Exercise goal: Every record needs to be set down again without a single difference.

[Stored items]
----
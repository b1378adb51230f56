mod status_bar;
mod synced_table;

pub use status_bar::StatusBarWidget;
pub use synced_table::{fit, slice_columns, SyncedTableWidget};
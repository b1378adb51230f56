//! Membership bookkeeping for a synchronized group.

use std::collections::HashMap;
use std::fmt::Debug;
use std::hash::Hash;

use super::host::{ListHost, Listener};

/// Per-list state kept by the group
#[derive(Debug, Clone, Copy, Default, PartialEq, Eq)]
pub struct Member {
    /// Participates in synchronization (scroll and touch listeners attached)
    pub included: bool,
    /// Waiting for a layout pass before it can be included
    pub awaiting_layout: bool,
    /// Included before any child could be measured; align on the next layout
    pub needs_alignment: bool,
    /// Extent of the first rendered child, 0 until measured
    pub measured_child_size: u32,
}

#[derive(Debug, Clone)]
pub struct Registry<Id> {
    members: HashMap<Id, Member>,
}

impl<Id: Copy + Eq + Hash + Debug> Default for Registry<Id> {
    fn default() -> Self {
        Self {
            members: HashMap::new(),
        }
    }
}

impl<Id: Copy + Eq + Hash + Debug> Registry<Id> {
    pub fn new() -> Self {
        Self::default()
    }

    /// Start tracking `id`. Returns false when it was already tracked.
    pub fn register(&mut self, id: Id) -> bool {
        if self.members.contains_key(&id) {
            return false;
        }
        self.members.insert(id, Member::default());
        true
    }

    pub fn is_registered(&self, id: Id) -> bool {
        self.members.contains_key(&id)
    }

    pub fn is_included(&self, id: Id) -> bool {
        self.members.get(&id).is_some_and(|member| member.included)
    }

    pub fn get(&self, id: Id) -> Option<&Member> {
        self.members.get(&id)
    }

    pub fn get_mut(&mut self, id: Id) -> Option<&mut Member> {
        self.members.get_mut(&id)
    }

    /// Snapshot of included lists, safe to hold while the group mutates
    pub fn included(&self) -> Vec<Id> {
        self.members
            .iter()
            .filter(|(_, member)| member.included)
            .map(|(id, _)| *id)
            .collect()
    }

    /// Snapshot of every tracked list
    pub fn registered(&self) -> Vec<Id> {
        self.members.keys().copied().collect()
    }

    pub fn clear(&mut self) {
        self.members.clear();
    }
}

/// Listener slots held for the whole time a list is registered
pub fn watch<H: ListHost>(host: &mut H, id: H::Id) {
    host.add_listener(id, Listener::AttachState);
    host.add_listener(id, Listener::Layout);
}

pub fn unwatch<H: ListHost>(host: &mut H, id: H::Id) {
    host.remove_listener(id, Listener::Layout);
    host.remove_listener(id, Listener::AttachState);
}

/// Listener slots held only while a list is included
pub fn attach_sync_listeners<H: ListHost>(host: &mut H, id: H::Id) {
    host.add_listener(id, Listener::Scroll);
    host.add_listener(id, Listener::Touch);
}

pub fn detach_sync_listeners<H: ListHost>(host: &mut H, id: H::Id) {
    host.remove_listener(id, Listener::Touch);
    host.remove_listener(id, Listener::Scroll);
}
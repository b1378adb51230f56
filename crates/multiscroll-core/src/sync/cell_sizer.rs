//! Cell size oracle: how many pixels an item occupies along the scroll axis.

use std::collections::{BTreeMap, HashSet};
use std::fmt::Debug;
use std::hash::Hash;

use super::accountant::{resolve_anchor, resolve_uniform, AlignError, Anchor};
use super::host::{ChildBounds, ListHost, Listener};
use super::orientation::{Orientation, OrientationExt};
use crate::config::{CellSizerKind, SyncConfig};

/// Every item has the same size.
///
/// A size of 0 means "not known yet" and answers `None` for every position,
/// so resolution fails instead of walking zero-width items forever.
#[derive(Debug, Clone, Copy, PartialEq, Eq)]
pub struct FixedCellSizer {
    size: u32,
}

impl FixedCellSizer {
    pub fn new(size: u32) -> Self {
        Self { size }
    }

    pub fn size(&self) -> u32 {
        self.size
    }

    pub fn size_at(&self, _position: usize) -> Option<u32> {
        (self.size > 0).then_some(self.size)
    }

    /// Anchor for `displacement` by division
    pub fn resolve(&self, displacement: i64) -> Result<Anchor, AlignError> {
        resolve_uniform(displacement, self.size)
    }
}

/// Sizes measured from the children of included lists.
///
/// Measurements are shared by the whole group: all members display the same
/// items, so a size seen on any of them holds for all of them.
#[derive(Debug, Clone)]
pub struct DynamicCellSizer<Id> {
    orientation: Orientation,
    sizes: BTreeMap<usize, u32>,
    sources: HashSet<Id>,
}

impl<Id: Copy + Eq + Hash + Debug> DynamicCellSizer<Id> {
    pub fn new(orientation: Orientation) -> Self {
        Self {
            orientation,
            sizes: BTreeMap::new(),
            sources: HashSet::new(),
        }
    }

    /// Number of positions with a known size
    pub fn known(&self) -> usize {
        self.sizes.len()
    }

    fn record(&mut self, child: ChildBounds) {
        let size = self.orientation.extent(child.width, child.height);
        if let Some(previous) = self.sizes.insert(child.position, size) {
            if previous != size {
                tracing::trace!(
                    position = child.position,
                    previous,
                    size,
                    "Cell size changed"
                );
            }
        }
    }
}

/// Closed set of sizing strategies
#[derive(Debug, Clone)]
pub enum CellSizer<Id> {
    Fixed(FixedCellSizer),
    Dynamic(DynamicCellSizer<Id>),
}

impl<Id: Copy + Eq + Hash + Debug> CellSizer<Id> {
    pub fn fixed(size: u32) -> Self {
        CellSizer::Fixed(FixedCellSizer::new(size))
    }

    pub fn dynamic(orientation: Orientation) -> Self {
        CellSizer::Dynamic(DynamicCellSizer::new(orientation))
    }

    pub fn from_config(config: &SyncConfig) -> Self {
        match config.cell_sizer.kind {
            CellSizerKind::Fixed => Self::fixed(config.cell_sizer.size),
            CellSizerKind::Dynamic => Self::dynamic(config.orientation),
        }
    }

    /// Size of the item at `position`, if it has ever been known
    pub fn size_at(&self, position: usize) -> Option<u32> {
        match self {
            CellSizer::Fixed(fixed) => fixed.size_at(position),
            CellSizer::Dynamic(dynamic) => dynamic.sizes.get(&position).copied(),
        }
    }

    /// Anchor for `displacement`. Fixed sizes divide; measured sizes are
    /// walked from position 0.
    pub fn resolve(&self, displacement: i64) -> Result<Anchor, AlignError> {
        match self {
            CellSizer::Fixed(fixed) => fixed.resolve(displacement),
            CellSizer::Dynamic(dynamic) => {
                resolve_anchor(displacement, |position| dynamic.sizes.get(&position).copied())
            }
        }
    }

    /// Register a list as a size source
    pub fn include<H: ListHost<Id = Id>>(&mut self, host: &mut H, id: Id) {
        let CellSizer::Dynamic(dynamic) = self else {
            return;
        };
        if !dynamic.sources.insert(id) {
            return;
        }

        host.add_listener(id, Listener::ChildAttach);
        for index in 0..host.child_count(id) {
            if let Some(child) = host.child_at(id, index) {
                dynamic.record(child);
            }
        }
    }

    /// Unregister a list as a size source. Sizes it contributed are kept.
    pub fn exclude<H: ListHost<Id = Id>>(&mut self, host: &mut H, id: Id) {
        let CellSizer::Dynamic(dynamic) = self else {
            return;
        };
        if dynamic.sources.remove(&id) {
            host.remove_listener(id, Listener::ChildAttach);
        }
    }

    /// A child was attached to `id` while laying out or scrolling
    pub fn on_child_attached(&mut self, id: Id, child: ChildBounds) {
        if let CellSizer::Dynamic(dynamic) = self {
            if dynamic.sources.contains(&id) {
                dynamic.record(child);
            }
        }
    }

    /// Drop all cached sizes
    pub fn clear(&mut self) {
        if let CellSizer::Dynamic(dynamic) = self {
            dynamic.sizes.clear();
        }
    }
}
----
Result of the task:
repository b1378adb51230f56
mod status_bar;
mod synced_table;

pub use status_bar::StatusBarWidget;
pub use synced_table::{fit, slice_columns, SyncedTableWidget};
repository b1378adb51230f56
//! Membership bookkeeping for a synchronized group.

use std::collections::HashMap;
use std::fmt::Debug;
use std::hash::Hash;

use super::host::{ListHost, Listener};

/// Per-list state kept by the group
#[derive(Debug, Clone, Copy, Default, PartialEq, Eq)]
pub struct Member {
    /// Participates in synchronization (scroll and touch listeners attached)
    pub included: bool,
    /// Waiting for a layout pass before it can be included
    pub awaiting_layout: bool,
    /// Included before any child could be measured; align on the next layout
    pub needs_alignment: bool,
    /// Extent of the first rendered child, 0 until measured
    pub measured_child_size: u32,
}

#[derive(Debug, Clone)]
pub struct Registry<Id> {
    members: HashMap<Id, Member>,
}

impl<Id: Copy + Eq + Hash + Debug> Default for Registry<Id> {
    fn default() -> Self {
        Self {
            members: HashMap::new(),
        }
    }
}

impl<Id: Copy + Eq + Hash + Debug> Registry<Id> {
    pub fn new() -> Self {
        Self::default()
    }

    /// Start tracking `id`. Returns false when it was already tracked.
    pub fn register(&mut self, id: Id) -> bool {
        if self.members.contains_key(&id) {
            return false;
        }
        self.members.insert(id, Member::default());
        true
    }

    pub fn is_registered(&self, id: Id) -> bool {
        self.members.contains_key(&id)
    }

    pub fn is_included(&self, id: Id) -> bool {
        self.members.get(&id).is_some_and(|member| member.included)
    }

    pub fn get(&self, id: Id) -> Option<&Member> {
        self.members.get(&id)
    }

    pub fn get_mut(&mut self, id: Id) -> Option<&mut Member> {
        self.members.get_mut(&id)
    }

    /// Snapshot of included lists, safe to hold while the group mutates
    pub fn included(&self) -> Vec<Id> {
        self.members
            .iter()
            .filter(|(_, member)| member.included)
            .map(|(id, _)| *id)
            .collect()
    }

    /// Snapshot of every tracked list
    pub fn registered(&self) -> Vec<Id> {
        self.members.keys().copied().collect()
    }

    pub fn clear(&mut self) {
        self.members.clear();
    }
}

/// Listener slots held for the whole time a list is registered
pub fn watch<H: ListHost>(host: &mut H, id: H::Id) {
    host.add_listener(id, Listener::AttachState);
    host.add_listener(id, Listener::Layout);
}

pub fn unwatch<H: ListHost>(host: &mut H, id: H::Id) {
    host.remove_listener(id, Listener::Layout);
    host.remove_listener(id, Listener::AttachState);
}

/// Listener slots held only while a list is included
pub fn attach_sync_listeners<H: ListHost>(host: &mut H, id: H::Id) {
    host.add_listener(id, Listener::Scroll);
    host.add_listener(id, Listener::Touch);
}

pub fn detach_sync_listeners<H: ListHost>(host: &mut H, id: H::Id) {
    host.remove_listener(id, Listener::Touch);
    host.remove_listener(id, Listener::Scroll);
}
repository b1378adb51230f56
filename crates/multiscroll-core/src/sync/cell_sizer.rs
//! Cell size oracle: how many pixels an item occupies along the scroll axis.

use std::collections::{BTreeMap, HashSet};
use std::fmt::Debug;
use std::hash::Hash;

use super::accountant::{resolve_anchor, resolve_uniform, AlignError, Anchor};
use super::host::{ChildBounds, ListHost, Listener};
use super::orientation::{Orientation, OrientationExt};
use crate::config::{CellSizerKind, SyncConfig};

/// Every item has the same size.
///
/// A size of 0 means "not known yet" and answers `None` for every position,
/// so resolution fails instead of walking zero-width items forever.
#[derive(Debug, Clone, Copy, PartialEq, Eq)]
pub struct FixedCellSizer {
    size: u32,
}

impl FixedCellSizer {
    pub fn new(size: u32) -> Self {
        Self { size }
    }

    pub fn size(&self) -> u32 {
        self.size
    }

    pub fn size_at(&self, _position: usize) -> Option<u32> {
        (self.size > 0).then_some(self.size)
    }

    /// Anchor for `displacement` by division
    pub fn resolve(&self, displacement: i64) -> Result<Anchor, AlignError> {
        resolve_uniform(displacement, self.size)
    }
}

/// Sizes measured from the children of included lists.
///
/// Measurements are shared by the whole group: all members display the same
/// items, so a size seen on any of them holds for all of them.
#[derive(Debug, Clone)]
pub struct DynamicCellSizer<Id> {
    orientation: Orientation,
    sizes: BTreeMap<usize, u32>,
    sources: HashSet<Id>,
}

impl<Id: Copy + Eq + Hash + Debug> DynamicCellSizer<Id> {
    pub fn new(orientation: Orientation) -> Self {
        Self {
            orientation,
            sizes: BTreeMap::new(),
            sources: HashSet::new(),
        }
    }

    /// Number of positions with a known size
    pub fn known(&self) -> usize {
        self.sizes.len()
    }

    fn record(&mut self, child: ChildBounds) {
        let size = self.orientation.extent(child.width, child.height);
        if let Some(previous) = self.sizes.insert(child.position, size) {
            if previous != size {
                tracing::trace!(
                    position = child.position,
                    previous,
                    size,
                    "Cell size changed"
                );
            }
        }
    }
}

/// Closed set of sizing strategies
#[derive(Debug, Clone)]
pub enum CellSizer<Id> {
    Fixed(FixedCellSizer),
    Dynamic(DynamicCellSizer<Id>),
}

impl<Id: Copy + Eq + Hash + Debug> CellSizer<Id> {
    pub fn fixed(size: u32) -> Self {
        CellSizer::Fixed(FixedCellSizer::new(size))
    }

    pub fn dynamic(orientation: Orientation) -> Self {
        CellSizer::Dynamic(DynamicCellSizer::new(orientation))
    }

    pub fn from_config(config: &SyncConfig) -> Self {
        match config.cell_sizer.kind {
            CellSizerKind::Fixed => Self::fixed(config.cell_sizer.size),
            CellSizerKind::Dynamic => Self::dynamic(config.orientation),
        }
    }

    /// Size of the item at `position`, if it has ever been known
    pub fn size_at(&self, position: usize) -> Option<u32> {
        match self {
            CellSizer::Fixed(fixed) => fixed.size_at(position),
            CellSizer::Dynamic(dynamic) => dynamic.sizes.get(&position).copied(),
        }
    }

    /// Anchor for `displacement`. Fixed sizes divide; measured sizes are
    /// walked from position 0.
    pub fn resolve(&self, displacement: i64) -> Result<Anchor, AlignError> {
        match self {
            CellSizer::Fixed(fixed) => fixed.resolve(displacement),
            CellSizer::Dynamic(dynamic) => {
                resolve_anchor(displacement, |position| dynamic.sizes.get(&position).copied())
            }
        }
    }

    /// Register a list as a size source
    pub fn include<H: ListHost<Id = Id>>(&mut self, host: &mut H, id: Id) {
        let CellSizer::Dynamic(dynamic) = self else {
            return;
        };
        if !dynamic.sources.insert(id) {
            return;
        }

        host.add_listener(id, Listener::ChildAttach);
        for index in 0..host.child_count(id) {
            if let Some(child) = host.child_at(id, index) {
                dynamic.record(child);
            }
        }
    }

    /// Unregister a list as a size source. Sizes it contributed are kept.
    pub fn exclude<H: ListHost<Id = Id>>(&mut self, host: &mut H, id: Id) {
        let CellSizer::Dynamic(dynamic) = self else {
            return;
        };
        if dynamic.sources.remove(&id) {
            host.remove_listener(id, Listener::ChildAttach);
        }
    }

    /// A child was attached to `id` while laying out or scrolling
    pub fn on_child_attached(&mut self, id: Id, child: ChildBounds) {
        if let CellSizer::Dynamic(dynamic) = self {
            if dynamic.sources.contains(&id) {
                dynamic.record(child);
            }
        }
    }

    /// Drop all cached sizes
    pub fn clear(&mut self) {
        if let CellSizer::Dynamic(dynamic) = self {
            dynamic.sizes.clear();
        }
    }
}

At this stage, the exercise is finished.